Could you reproduce every record below exactly as it stands?

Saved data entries

=== Begin Enclosure ===

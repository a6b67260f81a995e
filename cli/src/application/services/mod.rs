//! Application services: use-case orchestration.
//!
//! Each service module implements a single use-case by composing domain logic
//! with port trait calls. Services import only from `crate::domain` and
//! `crate::application::ports`, never from `crate::infra`, `crate::commands`,
//! or `crate::output`.

pub mod agent;
pub mod debounce;
pub mod dispatcher;
pub mod pool;
pub mod preflight;
pub mod retry;

pub use agent::{Agent, AgentSummary};
pub use dispatcher::{Dispatched, Dispatcher};
pub use pool::{SessionLease, SessionPool};
pub use retry::RetryController;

=== End Enclosure ===

» **Solution to this exercise**:
repository a6b67260f81a995e
filename cli/src/application/services/mod.rs
//! Application services: use-case orchestration.
//!
//! Each service module implements a single use-case by composing domain logic
//! with port trait calls. Services import only from `crate::domain` and
//! `crate::application::ports`, never from `crate::infra`, `crate::commands`,
//! or `crate::output`.

pub mod agent;
pub mod debounce;
pub mod dispatcher;
pub mod pool;
pub mod preflight;
pub mod retry;

pub use agent::{Agent, AgentSummary};
pub use dispatcher::{Dispatched, Dispatcher};
pub use pool::{SessionLease, SessionPool};
pub use retry::RetryController;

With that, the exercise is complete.